BRUNO GASPAR. Uma desgraça a atacar, um descalabro a defender. O lateral direito alternativo errou passes, falhou intercepções, foi incapaz de fazer um centro em condições. Percebe-se agora melhor por que motivo Peseiro tem apostado em Ristovski.

ANDRÉ PINTO. Sai da Ucrânia com nota negativa por ter estado ligado ao golo da equipa anfitriã devido a um mau alívio para zona proibida, iam decorridos apenas 10 minutos. Um erro raro nele, mas que pode acontecer aos melhores. 

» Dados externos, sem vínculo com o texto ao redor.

// Process Killer Port
// Last-resort termination of the tool's executable

use thiserror::Error;

/// Process termination errors
#[derive(Error, Debug)]
pub enum ProcessError {
    #[error("Process enumeration failed: {0}")]
    Enumeration(String),

    #[error("Failed to kill process {pid} ({name})")]
    KillFailed { pid: u32, name: String },
}

/// Terminates processes by executable name
pub trait ProcessKiller: Send + Sync {
    /// Kill every process whose name is exactly `name`
    ///
    /// # Returns
    /// Number of processes killed (0 when none matched)
    fn kill_by_name(&self, name: &str) -> Result<usize, ProcessError>;
}

// ============================================================================
// Mock Implementations for Testing
// ============================================================================

pub mod mocks {
    use super::*;
    use std::sync::{Arc, Mutex, PoisonError};

    /// Mock ProcessKiller recording every requested name
    #[derive(Clone, Default)]
    pub struct MockProcessKiller {
        requested: Arc<Mutex<Vec<String>>>,
        fail: bool,
    }

    impl MockProcessKiller {
        pub fn new() -> Self {
            Self::default()
        }

        /// A killer whose enumeration always fails
        pub fn new_failing() -> Self {
            Self {
                fail: true,
                ..Self::default()
            }
        }

        pub fn requested_names(&self) -> Vec<String> {
            self.requested
                .lock()
                .unwrap_or_else(PoisonError::into_inner)
                .clone()
        }

        pub fn call_count(&self) -> usize {
            self.requested_names().len()
        }
    }

    impl ProcessKiller for MockProcessKiller {
        fn kill_by_name(&self, name: &str) -> Result<usize, ProcessError> {
            self.requested
                .lock()
                .unwrap_or_else(PoisonError::into_inner)
                .push(name.to_string());

            if self.fail {
                return Err(ProcessError::Enumeration("mock enumeration failure".into()));
            }
            Ok(1)
        }
    }
}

CARLOS MANÉ. Preso de movimentos, sem ritmo competitivo, com apenas minuto e meio de actuação em campo nos últimos 15 meses, foi presa fácil para os ucranianos. Peseiro deu-lhe a oportunidade que muitos lhe pedíamos, mas ficou evidente que por enquanto o jovem extremo formado em Alcochete ainda não é alternativa válida.

DIABY. Estreia a titular do avançado maliano que veio da Bélgica com rótulo de goleador. Foi o mais caro reforço do defeso, mas ontem esteve muito aquém dos pergaminhos. Teve nos pés quase um golo cantado, logo aos 6', mas falhou por deficiência técnica. Merece nova oportunidade após ter desperdiçado esta.